**Aim of the exercise:** Reproduce nothing but the lines from the one containing "pub fn fastest_vehicle(&self, vehicles: &[Vehicle])" to the end of the records below, each exactly as written.

**Stored data:**
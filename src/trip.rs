//! Trips: ordered sequences of cities.

use std::fmt;
use std::sync::Arc;

use serde::Serialize;

use crate::atlas::City;
use crate::vehicle::Vehicle;

/// An ordered sequence of cities, starting at the departure.
#[derive(Debug, Clone, PartialEq, Serialize)]
pub struct Trip {
    cities: Vec<Arc<City>>,
}

impl Trip {
    /// Start a trip at the departure city.
    pub fn new(departure: Arc<City>) -> Self {
        Self {
            cities: vec![departure],
        }
    }

    /// Build a trip from a list of cities; `None` if the list is empty.
    pub fn from_cities(cities: Vec<Arc<City>>) -> Option<Self> {
        if cities.is_empty() {
            None
        } else {
            Some(Self { cities })
        }
    }

    /// Add the next city to this trip.
    pub fn add_next_city(&mut self, city: Arc<City>) {
        self.cities.push(city);
    }

    /// Remove the city at `index`, returning it.
    ///
    /// The departure cannot be removed from a single-city trip; callers drop
    /// the trip instead.
    pub fn remove(&mut self, index: usize) -> Option<Arc<City>> {
        if index >= self.cities.len() || self.cities.len() == 1 {
            return None;
        }
        Some(self.cities.remove(index))
    }

    pub fn cities(&self) -> &[Arc<City>] {
        &self.cities
    }

    pub fn departure(&self) -> &Arc<City> {
        &self.cities[0]
    }

    pub fn arrival(&self) -> &Arc<City> {
        &self.cities[self.cities.len() - 1]
    }

    pub fn len(&self) -> usize {
        self.cities.len()
    }

    /// Always false: a trip has at least its departure city.
    pub fn is_empty(&self) -> bool {
        self.cities.is_empty()
    }

    /// Consecutive (from, to) pairs.
    pub fn legs(&self) -> impl Iterator<Item = (&Arc<City>, &Arc<City>)> {
        self.cities.windows(2).map(|pair| (&pair[0], &pair[1]))
    }

    /// Number of legs.
    pub fn leg_count(&self) -> usize {
        self.cities.len() - 1
    }

    /// Hours taken by each leg, or `None` if any leg is impossible.
    pub fn leg_times(&self, vehicle: &Vehicle) -> Option<Vec<u32>> {
        self.legs()
            .map(|(from, to)| vehicle.travel_time(from, to))
            .collect()
    }

    /// Total hours for the whole trip, or `None` if any leg is impossible.
    ///
    /// Legs are summed in `u64` so many long legs cannot overflow.
    pub fn total_travel_time(&self, vehicle: &Vehicle) -> Option<u64> {
        self.leg_times(vehicle)
            .map(|times| times.iter().copied().map(u64::from).sum())
    }

    /// The vehicle for which this trip is fastest and the trip duration.
    ///
    /// Ties go to the earliest vehicle. Returns `None` if no vehicle can
    /// complete the trip.
    pub fn fastest_vehicle(&self, vehicles: &[Vehicle]) -> Option<(usize, u64)> {
        vehicles
            .iter()
            .enumerate()
            .filter_map(|(i, v)| self.total_travel_time(v).map(|t| (i, t)))
            .fold(None, |best, (i, t)| match best {
                Some((_, best_t)) if best_t <= t => best,
                _ => Some((i, t)),
            })
    }

    /// City names joined by underscores, safe to use as a file name.
    ///
    /// Path separators and other characters that are unsafe in file names
    /// become `-`, and `..` runs collapse to a single `.`, so the slug never
    /// leaves the directory it is joined onto.
    pub fn slug(&self) -> String {
        let joined = self
            .cities
            .iter()
            .map(|c| c.name.as_str())
            .collect::<Vec<_>>()
            .join("_");
        let mut slug: String = joined
            .chars()
            .map(|ch| match ch {
                '/' | '\\' | ':' | '*' | '?' | '"' | '<' | '>' | '|' => '-',
                ch if ch.is_control() => '-',
                ch => ch,
            })
            .collect();
        while slug.contains("..") {
            slug = slug.replace("..", ".");
        }
        slug
    }
}

impl fmt::Display for Trip {
    fn fmt(&self, f: &mut fmt::Formatter<'_>) -> fmt::Result {
        let parts: Vec<String> = self.cities.iter().map(|c| c.to_string()).collect();
        f.write_str(&parts.join(" -> "))
    }
}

**Worked solution:**
    pub fn fastest_vehicle(&self, vehicles: &[Vehicle]) -> Option<(usize, u64)> {
        vehicles
            .iter()
            .enumerate()
            .filter_map(|(i, v)| self.total_travel_time(v).map(|t| (i, t)))
            .fold(None, |best, (i, t)| match best {
                Some((_, best_t)) if best_t <= t => best,
                _ => Some((i, t)),
            })
    }

    /// City names joined by underscores, safe to use as a file name.
    ///
    /// Path separators and other characters that are unsafe in file names
    /// become `-`, and `..` runs collapse to a single `.`, so the slug never
    /// leaves the directory it is joined onto.
    pub fn slug(&self) -> String {
        let joined = self
            .cities
            .iter()
            .map(|c| c.name.as_str())
            .collect::<Vec<_>>()
            .join("_");
        let mut slug: String = joined
            .chars()
            .map(|ch| match ch {
                '/' | '\\' | ':' | '*' | '?' | '"' | '<' | '>' | '|' => '-',
                ch if ch.is_control() => '-',
                ch => ch,
            })
            .collect();
        while slug.contains("..") {
            slug = slug.replace("..", ".");
        }
        slug
    }
}

impl fmt::Display for Trip {
    fn fmt(&self, f: &mut fmt::Formatter<'_>) -> fmt::Result {
        let parts: Vec<String> = self.cities.iter().map(|c| c.to_string()).collect();
        f.write_str(&parts.join(" -> "))
    }
}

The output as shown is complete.